EXERCISE: Going through the data below, copy out each line where the word "text" shows up.

[Data entries]
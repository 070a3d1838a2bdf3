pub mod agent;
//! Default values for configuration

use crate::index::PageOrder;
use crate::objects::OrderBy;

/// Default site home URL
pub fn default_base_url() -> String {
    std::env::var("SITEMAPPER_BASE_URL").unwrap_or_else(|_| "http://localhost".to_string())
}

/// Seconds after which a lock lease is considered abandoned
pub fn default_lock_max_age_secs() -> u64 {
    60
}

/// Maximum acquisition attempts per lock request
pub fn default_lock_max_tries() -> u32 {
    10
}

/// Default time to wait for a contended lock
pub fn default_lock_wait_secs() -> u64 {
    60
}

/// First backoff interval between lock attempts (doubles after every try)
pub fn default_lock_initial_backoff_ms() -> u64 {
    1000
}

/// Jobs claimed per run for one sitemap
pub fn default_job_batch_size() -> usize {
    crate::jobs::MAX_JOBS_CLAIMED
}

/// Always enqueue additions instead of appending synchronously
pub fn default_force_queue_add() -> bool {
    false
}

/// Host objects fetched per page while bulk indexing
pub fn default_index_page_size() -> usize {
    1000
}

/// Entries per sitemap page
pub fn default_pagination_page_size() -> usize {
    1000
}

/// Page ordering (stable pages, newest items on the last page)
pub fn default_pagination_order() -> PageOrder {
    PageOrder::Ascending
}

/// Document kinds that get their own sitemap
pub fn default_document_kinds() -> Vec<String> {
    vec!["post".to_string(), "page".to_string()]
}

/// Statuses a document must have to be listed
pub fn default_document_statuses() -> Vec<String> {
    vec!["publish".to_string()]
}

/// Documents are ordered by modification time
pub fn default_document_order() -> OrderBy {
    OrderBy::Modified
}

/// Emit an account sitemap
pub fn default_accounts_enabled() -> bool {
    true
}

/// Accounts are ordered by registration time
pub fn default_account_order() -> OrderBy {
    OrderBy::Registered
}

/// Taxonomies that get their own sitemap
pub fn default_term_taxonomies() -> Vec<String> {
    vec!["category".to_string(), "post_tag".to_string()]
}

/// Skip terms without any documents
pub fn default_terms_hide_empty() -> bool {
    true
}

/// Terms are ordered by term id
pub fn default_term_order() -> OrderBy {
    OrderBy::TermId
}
---
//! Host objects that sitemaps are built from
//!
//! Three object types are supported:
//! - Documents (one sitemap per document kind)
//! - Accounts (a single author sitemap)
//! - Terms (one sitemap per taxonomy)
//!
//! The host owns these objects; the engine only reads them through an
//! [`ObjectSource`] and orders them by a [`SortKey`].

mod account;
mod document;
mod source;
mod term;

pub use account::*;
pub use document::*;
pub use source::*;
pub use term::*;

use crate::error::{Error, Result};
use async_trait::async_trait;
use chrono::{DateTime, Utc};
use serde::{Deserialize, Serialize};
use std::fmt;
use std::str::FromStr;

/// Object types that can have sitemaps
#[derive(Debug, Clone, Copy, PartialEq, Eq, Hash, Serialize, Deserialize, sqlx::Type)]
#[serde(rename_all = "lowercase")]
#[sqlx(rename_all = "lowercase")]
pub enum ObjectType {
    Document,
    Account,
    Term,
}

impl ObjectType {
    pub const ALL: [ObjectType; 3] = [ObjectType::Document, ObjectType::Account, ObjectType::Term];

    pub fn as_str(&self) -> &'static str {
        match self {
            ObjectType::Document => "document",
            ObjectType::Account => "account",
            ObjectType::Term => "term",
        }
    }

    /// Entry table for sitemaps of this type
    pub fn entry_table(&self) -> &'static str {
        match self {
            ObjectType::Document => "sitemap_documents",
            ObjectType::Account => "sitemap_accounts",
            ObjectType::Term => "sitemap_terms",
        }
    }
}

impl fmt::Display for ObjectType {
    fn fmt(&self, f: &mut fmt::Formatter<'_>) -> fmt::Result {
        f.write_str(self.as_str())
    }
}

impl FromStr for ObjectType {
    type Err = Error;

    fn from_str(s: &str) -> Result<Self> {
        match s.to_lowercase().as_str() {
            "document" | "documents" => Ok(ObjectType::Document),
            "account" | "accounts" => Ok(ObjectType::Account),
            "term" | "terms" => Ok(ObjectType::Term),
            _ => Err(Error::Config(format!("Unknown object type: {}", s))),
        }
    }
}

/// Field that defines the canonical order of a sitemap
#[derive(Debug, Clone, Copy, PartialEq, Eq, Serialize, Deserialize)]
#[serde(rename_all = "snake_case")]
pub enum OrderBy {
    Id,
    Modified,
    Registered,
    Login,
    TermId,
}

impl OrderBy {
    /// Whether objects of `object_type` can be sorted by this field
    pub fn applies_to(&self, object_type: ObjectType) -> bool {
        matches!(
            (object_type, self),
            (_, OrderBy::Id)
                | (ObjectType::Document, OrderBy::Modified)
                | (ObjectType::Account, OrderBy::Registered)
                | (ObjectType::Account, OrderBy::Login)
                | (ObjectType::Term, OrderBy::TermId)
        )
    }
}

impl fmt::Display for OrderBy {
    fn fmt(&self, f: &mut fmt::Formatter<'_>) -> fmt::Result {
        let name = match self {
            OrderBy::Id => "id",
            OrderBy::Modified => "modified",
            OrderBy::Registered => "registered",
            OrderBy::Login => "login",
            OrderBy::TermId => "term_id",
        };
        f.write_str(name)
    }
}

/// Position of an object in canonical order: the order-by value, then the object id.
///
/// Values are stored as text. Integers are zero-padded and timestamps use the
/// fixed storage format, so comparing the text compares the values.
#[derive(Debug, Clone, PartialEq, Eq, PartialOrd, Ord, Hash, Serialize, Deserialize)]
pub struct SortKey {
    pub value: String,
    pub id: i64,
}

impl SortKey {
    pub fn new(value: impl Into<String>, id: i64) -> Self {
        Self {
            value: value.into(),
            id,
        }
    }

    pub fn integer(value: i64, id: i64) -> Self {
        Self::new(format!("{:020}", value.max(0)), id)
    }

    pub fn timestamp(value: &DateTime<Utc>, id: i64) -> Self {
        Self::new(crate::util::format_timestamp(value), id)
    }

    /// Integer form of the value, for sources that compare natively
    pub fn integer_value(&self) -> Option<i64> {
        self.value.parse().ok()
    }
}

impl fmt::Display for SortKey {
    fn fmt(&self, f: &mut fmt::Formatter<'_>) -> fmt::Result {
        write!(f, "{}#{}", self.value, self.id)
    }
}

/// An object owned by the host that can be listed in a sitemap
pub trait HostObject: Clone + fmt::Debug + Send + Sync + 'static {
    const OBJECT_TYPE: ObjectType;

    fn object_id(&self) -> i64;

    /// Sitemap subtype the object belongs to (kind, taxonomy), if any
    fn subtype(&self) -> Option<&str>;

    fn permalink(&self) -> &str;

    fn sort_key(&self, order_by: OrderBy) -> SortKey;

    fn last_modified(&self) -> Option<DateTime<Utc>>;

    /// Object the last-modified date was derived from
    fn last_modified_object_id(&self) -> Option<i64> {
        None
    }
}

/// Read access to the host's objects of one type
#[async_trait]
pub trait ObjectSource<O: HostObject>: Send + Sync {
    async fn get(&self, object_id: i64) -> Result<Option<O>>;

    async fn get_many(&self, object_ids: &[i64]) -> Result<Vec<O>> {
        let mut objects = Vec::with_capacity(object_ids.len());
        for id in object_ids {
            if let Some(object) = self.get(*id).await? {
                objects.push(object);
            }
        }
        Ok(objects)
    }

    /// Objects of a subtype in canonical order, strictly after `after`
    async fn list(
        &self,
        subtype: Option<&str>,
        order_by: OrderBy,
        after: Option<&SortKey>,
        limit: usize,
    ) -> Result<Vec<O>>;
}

RESULT OF THE EXERCISE:
/// Values are stored as text. Integers are zero-padded and timestamps use the
/// fixed storage format, so comparing the text compares the values.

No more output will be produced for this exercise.